CTP for Traumatic Brain Injury: Small cohort studies have explored the potential role of CTP for patients with traumatic brain injury (TBI). A small study of 48 patients reported NCCT had a sensitivity of 39.6% compared to improved sensitivity of CTP of 87.5% for cerebral contusions diagnosed on delayed follow-up imaging 39. Additional studies suggest reductions in blood flow and volumes determined by CTP are associated with worse outcomes40 . A subset analysis of 30 patients from an observational study reported the information obtained from CTP is useful in decision making 41.
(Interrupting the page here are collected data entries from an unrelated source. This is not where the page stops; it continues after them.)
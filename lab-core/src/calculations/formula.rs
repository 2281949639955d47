//! Human-readable rendering of condition formulas and calculation steps.
//!
//! Rendering happens in two passes over the machine text:
//!
//! 1. every `abs( … )` call is replaced by `|…|`, locating the closing
//!    parenthesis by depth counting so nested calls resolve correctly;
//! 2. operators and connectives are swapped for their display glyphs.
//!
//! The first pass must see the untouched `abs(` and `)` tokens, so the order
//! is fixed. A call without a balancing parenthesis stops the first pass and
//! the text is rendered as far as it got.
//!
//! # Example
//!
//! ```
//! use lab_core::calculations::render_formula;
//!
//! assert_eq!(
//!     render_formula("abs(x1-x2)<=0.6*r and x1>=0"),
//!     "|x1-x2|≤0,6×r и x1≥0",
//! );
//! ```

use std::sync::LazyLock;

use regex::Regex;
use tracing::debug;

const ABS_MARKER: &str = "abs(";

/// Glyph substitutions, applied in order after bracket substitution.
const GLYPHS: [(&str, &str); 4] = [("<=", "≤"), (">=", "≥"), ("*", "×"), (".", ",")];

static OR_WORD: LazyLock<Regex> = LazyLock::new(|| Regex::new(r"\bor\b").expect("static regex"));
static AND_WORD: LazyLock<Regex> = LazyLock::new(|| Regex::new(r"\band\b").expect("static regex"));

/// Renders a machine formula or calculation-step expression for display.
///
/// # Arguments
///
/// * `formula` - Expression as the calculation service sends it
///
/// # Returns
///
/// The expression with `abs(..)` as `|..|`, comparison and multiplication
/// glyphs, decimal commas and Russian connectives.
///
/// # Examples
///
/// ```
/// use lab_core::calculations::render_formula;
///
/// assert_eq!(render_formula("abs(x1-x2)<=0.6*r"), "|x1-x2|≤0,6×r");
/// assert_eq!(render_formula("a>=1 or b>=1"), "a≥1 или b≥1");
/// ```
pub fn render_formula(formula: &str) -> String {
    let mut text = replace_abs(formula);
    for (from, to) in GLYPHS {
        text = text.replace(from, to);
    }
    let text = OR_WORD.replace_all(&text, "или");
    AND_WORD.replace_all(&text, "и").into_owned()
}

/// Replaces every balanced `abs(arg)` with `|arg|`, leftmost first.
///
/// Each replacement removes one `abs(` marker and can never create a new
/// one, so the loop terminates on any input.
///
/// # Examples
///
/// ```
/// use lab_core::calculations::replace_abs;
///
/// assert_eq!(replace_abs("abs(a+abs(b))"), "|a+|b||");
/// assert_eq!(replace_abs("abs(a"), "abs(a");
/// ```
pub fn replace_abs(formula: &str) -> String {
    let mut text = formula.to_string();

    while let Some(start) = text.find(ABS_MARKER) {
        let arg_start = start + ABS_MARKER.len();
        let Some(len) = closing_offset(&text[arg_start..]) else {
            debug!(formula, "unbalanced abs( in formula; rendering partially");
            break;
        };
        let arg_end = arg_start + len;
        text = format!(
            "{}|{}|{}",
            &text[..start],
            &text[arg_start..arg_end],
            &text[arg_end + 1..]
        );
    }

    text
}

/// Byte offset of the parenthesis closing an already-open call, scanning
/// from depth 1.
fn closing_offset(rest: &str) -> Option<usize> {
    let mut depth = 1usize;
    for (offset, byte) in rest.bytes().enumerate() {
        match byte {
            b'(' => depth += 1,
            b')' => {
                depth -= 1;
                if depth == 0 {
                    return Some(offset);
                }
            }
            _ => {}
        }
    }
    None
}
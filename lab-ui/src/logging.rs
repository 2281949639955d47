//! Process-wide logging for `lab-calc`.
//!
//! One global `EnvFilter` caps two layers: a stdout layer that can be
//! switched off and a file layer that stays silent until a file is set.
//! Both are reloadable after [`init_default_logging`].

use std::{
    fs::File,
    io::{self, IsTerminal, Write},
    path::Path,
    sync::{Arc, Mutex, MutexGuard, OnceLock, PoisonError},
};

use anyhow::{Context, Result};
use chrono::Local;
use tracing::{Event, Level, Subscriber};
use tracing_subscriber::{
    EnvFilter, Layer,
    fmt::{
        FmtContext, MakeWriter,
        format::{FormatEvent, FormatFields, Writer},
    },
    layer::SubscriberExt,
    registry::LookupSpan,
    reload,
    util::SubscriberInitExt,
};

use crate::config::LoggingSection;

/// Filter used when `RUST_LOG` is not set.
pub const DEFAULT_FILTER: &str = "info,lab_ui=debug";

// --- Formatter ---

/// `<local time> <LEVEL> <file:line> <fields>`, coloured on a terminal.
struct LocalFmt;

impl<S, N> FormatEvent<S, N> for LocalFmt
where
    S: Subscriber + for<'a> LookupSpan<'a>,
    N: for<'a> FormatFields<'a> + 'static,
{
    fn format_event(
        &self,
        ctx: &FmtContext<'_, S, N>,
        mut writer: Writer<'_>,
        event: &Event<'_>,
    ) -> std::fmt::Result {
        let meta = event.metadata();
        let ansi = writer.has_ansi_escapes();

        let timestamp = Local::now().format("%Y-%m-%dT%H:%M:%S%.3f%:z");
        if ansi {
            write!(writer, "\x1b[2m{timestamp}\x1b[0m ")?;
        } else {
            write!(writer, "{timestamp} ")?;
        }

        let colour = match *meta.level() {
            Level::ERROR => "\x1b[1;31m",
            Level::WARN => "\x1b[1;33m",
            Level::INFO => "\x1b[1;32m",
            Level::DEBUG => "\x1b[1;34m",
            Level::TRACE => "\x1b[1;35m",
        };
        if ansi {
            write!(writer, "{colour}{:>5}\x1b[0m ", meta.level())?;
        } else {
            write!(writer, "{:>5} ", meta.level())?;
        }

        if let (Some(file), Some(line)) = (meta.file(), meta.line()) {
            let file = file
                .rsplit_once("src/")
                .or_else(|| file.rsplit_once("src\\"))
                .map_or(file, |(_, rest)| rest);
            if ansi {
                write!(writer, "\x1b[36m{file}:{line}\x1b[0m ")?;
            } else {
                write!(writer, "{file}:{line} ")?;
            }
        }

        ctx.field_format().format_fields(writer.by_ref(), event)?;
        writeln!(writer)
    }
}

// --- Late-bound file writer ---

type SharedFile = Arc<Mutex<Option<File>>>;

/// Writer target that can be pointed at a file after initialization.
/// Records are dropped while no file is set.
#[derive(Clone)]
struct FileSlot(SharedFile);

struct SlotWriter<'a>(MutexGuard<'a, Option<File>>);

impl Write for SlotWriter<'_> {
    fn write(
        &mut self,
        buf: &[u8],
    ) -> io::Result<usize> {
        match &mut *self.0 {
            Some(f) => f.write(buf),
            None => Ok(buf.len()),
        }
    }

    fn flush(&mut self) -> io::Result<()> {
        match &mut *self.0 {
            Some(f) => f.flush(),
            None => Ok(()),
        }
    }
}

impl<'a> MakeWriter<'a> for FileSlot {
    type Writer = SlotWriter<'a>;

    fn make_writer(&'a self) -> Self::Writer {
        // A panic while writing a record must not silence logging for good.
        SlotWriter(self.0.lock().unwrap_or_else(PoisonError::into_inner))
    }
}

// --- Reload handles ---

type SetStrFn = Box<dyn Fn(&str) -> Result<()> + Send + Sync>;
type SetBoolFn = Box<dyn Fn(bool) -> Result<()> + Send + Sync>;

static SET_LOG_LEVEL: OnceLock<SetStrFn> = OnceLock::new();
static SET_STDOUT_ENABLED: OnceLock<SetBoolFn> = OnceLock::new();
static FILE_SLOT: OnceLock<SharedFile> = OnceLock::new();

fn make_filter() -> EnvFilter {
    EnvFilter::try_from_default_env().unwrap_or_else(|_| EnvFilter::new(DEFAULT_FILTER))
}

fn store_level_handle<S>(handle: reload::Handle<EnvFilter, S>)
where
    S: Subscriber + Send + Sync + 'static,
{
    let _ = SET_LOG_LEVEL.set(Box::new(move |directives: &str| {
        let filter = EnvFilter::try_new(directives)
            .with_context(|| format!("invalid log level '{directives}'"))?;
        handle.reload(filter).context("filter reload failed")
    }));
}

fn store_stdout_handle<S>(handle: reload::Handle<EnvFilter, S>)
where
    S: Subscriber + Send + Sync + 'static,
{
    let _ = SET_STDOUT_ENABLED.set(Box::new(move |enabled: bool| {
        // "trace" lets everything through; the global filter stays the ceiling.
        let filter = EnvFilter::new(if enabled { "trace" } else { "off" });
        handle.reload(filter).context("stdout reload failed")
    }));
}

fn file_slot() -> Result<&'static SharedFile> {
    FILE_SLOT.get().context("logging not yet initialized")
}

// --- Public API ---

/// Changes the global filter. Takes a bare level (`"debug"`) or any
/// `EnvFilter` directive string.
pub fn set_log_level(directives: &str) -> Result<()> {
    let set = SET_LOG_LEVEL.get().context("logging not yet initialized")?;
    set(directives)
}

/// Shows or hides stdout output; file logging is unaffected.
pub fn set_stdout_enabled(enabled: bool) -> Result<()> {
    let set = SET_STDOUT_ENABLED
        .get()
        .context("logging not yet initialized")?;
    set(enabled)
}

/// Appends log output to `path`, replacing any file already open.
/// The directory must exist.
pub fn enable_file_logging(path: &Path) -> Result<()> {
    let file = File::options()
        .create(true)
        .append(true)
        .open(path)
        .with_context(|| format!("cannot open log file '{}'", path.display()))?;
    *file_slot()?.lock().unwrap_or_else(PoisonError::into_inner) = Some(file);
    Ok(())
}

/// Closes the log file, if any.
pub fn disable_file_logging() {
    if let Ok(slot) = file_slot() {
        *slot.lock().unwrap_or_else(PoisonError::into_inner) = None;
    }
}

/// Applies the `[logging]` section of the config file.
pub fn configure(section: &LoggingSection) -> Result<()> {
    set_log_level(&section.level)?;
    set_stdout_enabled(section.stdout)?;
    match &section.file {
        Some(path) => enable_file_logging(path),
        None => {
            disable_file_logging();
            Ok(())
        }
    }
}

/// Installs the global subscriber. Call once at startup; later calls are
/// no-ops.
///
/// - Stdout: coloured on a terminal, plain when piped.
/// - File: silent until [`enable_file_logging`].
/// - Level: `RUST_LOG`, or [`DEFAULT_FILTER`].
pub fn init_default_logging() {
    let file_inner: SharedFile = Arc::new(Mutex::new(None));

    let (stdout_gate, stdout_handle) = reload::Layer::new(EnvFilter::new("trace"));
    let (level_filter, level_handle) = reload::Layer::new(make_filter());

    let stdout_layer = tracing_subscriber::fmt::layer()
        .event_format(LocalFmt)
        .with_ansi(io::stdout().is_terminal())
        .with_filter(stdout_gate);

    let file_layer = tracing_subscriber::fmt::layer()
        .event_format(LocalFmt)
        .with_ansi(false)
        .with_writer(FileSlot(file_inner.clone()));

    if tracing_subscriber::registry()
        .with(level_filter)
        .with(stdout_layer)
        .with(file_layer)
        .try_init()
        .is_ok()
    {
        let _ = FILE_SLOT.set(file_inner);
        store_level_handle(level_handle);
        store_stdout_handle(stdout_handle);
    }
}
CTP for neoplasia: CTP has been proposed as a possible modality for non-invasive assessment of brain tumors. Several small (<20 patients) retrospective reports evaluated CTP to distinguish malignant verses normal tissue, evaluation for metastatic disease, and differentiating tissue type in brain tumors report promising early results 42,43. A small prospective trial of 49 consecutive patients with brain tumors or tumor-like lesions were evaluated with CT and CTP. The results suggest CTP can aid in distinguishing glioma and lymphomas based on quantitative measurements of cerebral blood volume (CBV) and permeability 44. The reports indicate the need for further investigation of cut-off values, accuracy, and patient selection criteria to determine if clinically useful. A meta-analysis of 13 prospective studies totaling 389 patients with head and neck tumors demonstrated feasibility for routine clinical use of CTP, but reported small size of the patient population, heterogeneity of the patient population, considering different end points of outcome and enrolling HNC in various stages limited the results and results would need to be validated 45.